La SEC prepara su propio régimen cripto: el regulador presentará una alternativa a la ley CLARITY
El viernes 14 de agosto, la Comisión de Bolsa y Valores de EE. UU. (SEC) votará el proyecto Regulation Crypto, un régimen especial para la colocación de tokens. Este será el primer gran paso de la agencia hacia la regulación de las criptomonedas bajo el liderazgo de Paul Atkins, quien, al parecer, ha decidido no esperar a los legisladores.
El Senado entró en receso de agosto sin haber considerado la CLARITY Act, un proyecto de ley destinado a dividir las competencias entre la SEC y la Comisión de Comercio de Futuros de Productos Básicos (CFTC). Ahora la iniciativa pasa a los reguladores, y la SEC tiene la intención de actuar por su cuenta.
El plan de la SEC: qué se someterá exactamente a votación
Según la agenda oficial, la reunión pública está programada para las 10:00 a. m., hora del este, en la sede de la SEC en Washington. El punto clave es la creación de un procedimiento legal separado para la colocación de tokens. Los participantes podrán recaudar fondos mediante un esquema simplificado, a través de regímenes preferenciales, sin el procedimiento completo de registro de valores. La votación solo afectará la publicación del proyecto, y el texto en sí se dará a conocer el viernes.
La iniciativa surge del Project Crypto, un paquete regulatorio que Atkins incluyó en la agenda de la SEC para 2026. Entre los puntos clave se encuentran la exención de ciertas colocaciones del registro, "puertos seguros" para proyectos descentralizados y estándares de custodia para corredores de bolsa. A finales de julio, Atkins confirmó en una entrevista con CNBC que la agencia está lista para actuar por su cuenta, aunque sigue considerando la aprobación de una ley como prioridad.

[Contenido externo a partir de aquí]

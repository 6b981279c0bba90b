//! AUR RPC client for aurs
//!
//! This crate provides HTTP client functionality for querying the AUR RPC
//! v5 endpoint with connection pooling, a typed response envelope, and
//! TTL-based result caching.

pub mod api;
pub mod cache;
pub mod client;

// Re-export main types
pub use api::RpcResponse;
pub use cache::{CacheEntry, CacheKey, CacheStats, SearchCache, DEFAULT_TTL};
pub use client::{RpcClient, RpcReply, DEFAULT_BASE_URL};

use aurs_core::error::AurError;

/// Result type for RPC operations
pub type RpcResult<T> = Result<T, AurError>;
//! Per-term lookup worker.
//!
//! Each worker runs the same state machine: check the cache, replay a
//! fresh entry without touching the network, otherwise fetch, decode,
//! emit up to the cap, and store the complete decoded set back into the
//! cache.

use std::sync::Arc;
use std::time::Duration;

use aurs_core::error::{AurError, AurResult};
use aurs_core::types::Package;
use aurs_rpc::{CacheKey, RpcClient, RpcReply, SearchCache};
use tokio::sync::{mpsc, Semaphore};
use tracing::{debug, warn};

/// Terminal state of one worker
#[derive(Debug, Clone, Copy, PartialEq, Eq)]
pub enum WorkerOutcome {
    /// Served from a fresh cache entry; no network access occurred
    Replayed(usize),
    /// Fetched from the registry, emitted, and cached
    Fetched(usize),
    /// Fetch or envelope decode failed; nothing was emitted
    Failed,
}

pub(crate) struct SearchWorker {
    pub(crate) client: Arc<RpcClient>,
    pub(crate) cache: Arc<SearchCache>,
    pub(crate) key: CacheKey,
    /// Emission cap for this worker; `None` means unbounded
    pub(crate) limit: Option<usize>,
    pub(crate) verbose: bool,
    /// Gates simultaneous in-flight network calls across all workers
    pub(crate) fetch_permits: Arc<Semaphore>,
    pub(crate) request_timeout: Duration,
}

impl SearchWorker {
    /// Drive the worker to completion, emitting onto `tx`.
    ///
    /// Failures are logged here and reported only through the outcome;
    /// nothing error-shaped ever crosses the output queue.
    pub(crate) async fn run(self, tx: mpsc::Sender<Package>) -> WorkerOutcome {
        if let Some(results) = self.cache.get(&self.key) {
            debug!("Cache hit for '{}' ({} results)", self.key, results.len());
            let sent = self.emit(results, &self.replay_url(), &tx).await;
            return WorkerOutcome::Replayed(sent);
        }

        let reply = match self.fetch().await {
            Ok(reply) => reply,
            Err(err) => {
                warn!("Lookup for '{}' failed: {}", self.key, err);
                return WorkerOutcome::Failed;
            },
        };

        let packages = reply.response.decode_packages(self.key.target());
        let sent = self.emit(packages.clone(), &reply.url, &tx).await;

        // The complete decoded set is stored, not the emitted subset, so a
        // later replay with a higher or absent cap serves full results.
        self.cache.insert(self.key.clone(), packages);
        WorkerOutcome::Fetched(sent)
    }

    /// Acquire a fetch permit and issue the network call under a deadline
    async fn fetch(&self) -> AurResult<RpcReply> {
        let _permit = self
            .fetch_permits
            .acquire()
            .await
            .map_err(|e| AurError::network(self.key.target(), "fetch gate closed", e))?;

        match tokio::time::timeout(self.request_timeout, self.client.fetch(&self.key)).await {
            Ok(result) => result,
            Err(elapsed) => Err(AurError::network(
                self.key.target(),
                format!("request timed out after {:?}", self.request_timeout),
                elapsed,
            )),
        }
    }

    /// Send packages in order, stopping at the cap.
    ///
    /// The counter is local to this worker; sibling workers never share
    /// emission state.
    async fn emit(&self, packages: Vec<Package>, url: &str, tx: &mpsc::Sender<Package>) -> usize {
        let mut sent = 0usize;
        for mut package in packages {
            if let Some(limit) = self.limit {
                if sent >= limit {
                    break;
                }
            }
            if self.verbose {
                package.stamp_diagnostics(url, (sent + 1) as u64);
            }
            if tx.send(package).await.is_err() {
                // Collector is gone; nothing left to deliver to
                break;
            }
            sent += 1;
        }
        sent
    }

    /// The URL a replay would have fetched; stamped onto replayed packages
    /// so verbose output is uniform across hit and miss paths
    fn replay_url(&self) -> String {
        self.client
            .query_url(&self.key)
            .map(|url| url.to_string())
            .unwrap_or_default()
    }
}
//! Command implementations and dispatch logic.

use std::sync::Arc;

use aurs_core::error::AurResult;
use aurs_core::types::SearchRequest;
use aurs_rpc::{RpcClient, SearchCache};
use aurs_search::SearchEngine;

pub mod info;
pub mod search;

use crate::output::{OutputFormat, OutputHandler};
use crate::Commands;

/// Shared context for all commands
pub struct CommandContext {
    pub output: OutputHandler,
    pub format: OutputFormat,
    pub sep: String,
    pub limit: i64,
    pub verbose: bool,
}

impl CommandContext {
    /// Create a new command context
    pub fn new(format: OutputFormat, sep: String, limit: i64, verbose: bool) -> Self {
        Self {
            output: OutputHandler::new(),
            format,
            sep,
            limit,
            verbose,
        }
    }
}

/// Dispatch a command to its handler
pub async fn dispatch_command(command: Commands, ctx: &CommandContext) -> AurResult<()> {
    match command {
        Commands::Search { terms, by } => search::execute(terms, by, ctx).await,
        Commands::Info { packages } => info::execute(packages, ctx).await,
    }
}

/// Wire up the engine, run the request, and render the collected results
pub(crate) async fn run_request(request: SearchRequest, ctx: &CommandContext) -> AurResult<()> {
    let client = Arc::new(RpcClient::new()?);
    let cache = Arc::new(SearchCache::new());
    let engine = SearchEngine::new(client, cache).with_verbose(ctx.verbose);

    let results = engine.run(&request).await;
    if results.is_empty() {
        ctx.output.warn("No packages found");
    }
    ctx.output.render(&results, ctx.format, &ctx.sep)
}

«Una ley es la forma de hacer que el proceso sea sostenible a futuro», subrayó Atkins.
El Senado en un callejón sin salida: las posibilidades de un acuerdo se desvanecen
Los demócratas bloquearon la consideración de la CLARITY Act debido a una enmienda relacionada con la ética y los criptoactivos del expresidente Donald Trump. Los republicanos Josh Hawley y Jerry Moran también se opusieron a las formulaciones sobre el rendimiento de las stablecoins, apoyando la postura de los bancos locales. El líder de la mayoría del Senado, John Thune, declaró que el proyecto de ley se considerará en primer lugar cuando los legisladores regresen, pero se necesitarán 60 votos para su aprobación, y la estrategia de limitar el debate no es posible sin el apoyo de los demócratas.
Los analistas ya dudan de que la ley se apruebe incluso en 2026. El jefe de investigación de Grayscale, Zach Pandl, señala que las posibilidades de aprobación siguen siendo bajas y que la industria tendrá que adaptarse a la realidad regulatoria.
La CFTC actúa siguiendo el mismo guion
La SEC no está sola. El presidente de la CFTC, Michael Selig, advirtió anteriormente: si el Congreso no aprueba una ley, los reguladores redactarán las reglas para la industria de las criptomonedas. Ambas comisiones ya colaboran estrechamente; en marzo adoptaron una regla interpretativa conjunta que excluyó a la mayoría de los tokens de la ley de valores y estableció condiciones específicas para el staking, la minería y los airdrops.
Sin embargo, Atkins considera que estas decisiones son temporales. La próxima administración podría revertir cualquier regla si el Congreso no las confirma mediante una ley. Esto también se aplica a las recomendaciones de marzo. La votación del viernes abrirá un período de comentarios públicos, pero no conducirá a una decisión final. Los umbrales para las exenciones y los criterios de admisión en la propuesta mostrarán hasta dónde está dispuesta a llegar la SEC sin la participación del Congreso. En septiembre, cuando el Senado regrese al trabajo, quedará claro si los legisladores están listos para recuperar la iniciativa.
Mi análisis: Este es un momento emblemático. La SEC bajo el liderazgo de Atkins está pasando claramente de una postura defensiva a la construcción activa de un marco normativo. Sin embargo, la falta de apoyo legislativo crea un riesgo de "vaivén": un cambio de administración podría anular estos esfuerzos. Para el mercado, esto significa incertidumbre a corto plazo, pero a largo plazo es una señal de que la regulación es inevitable y se basará en el diálogo con la industria, no en prohibiciones.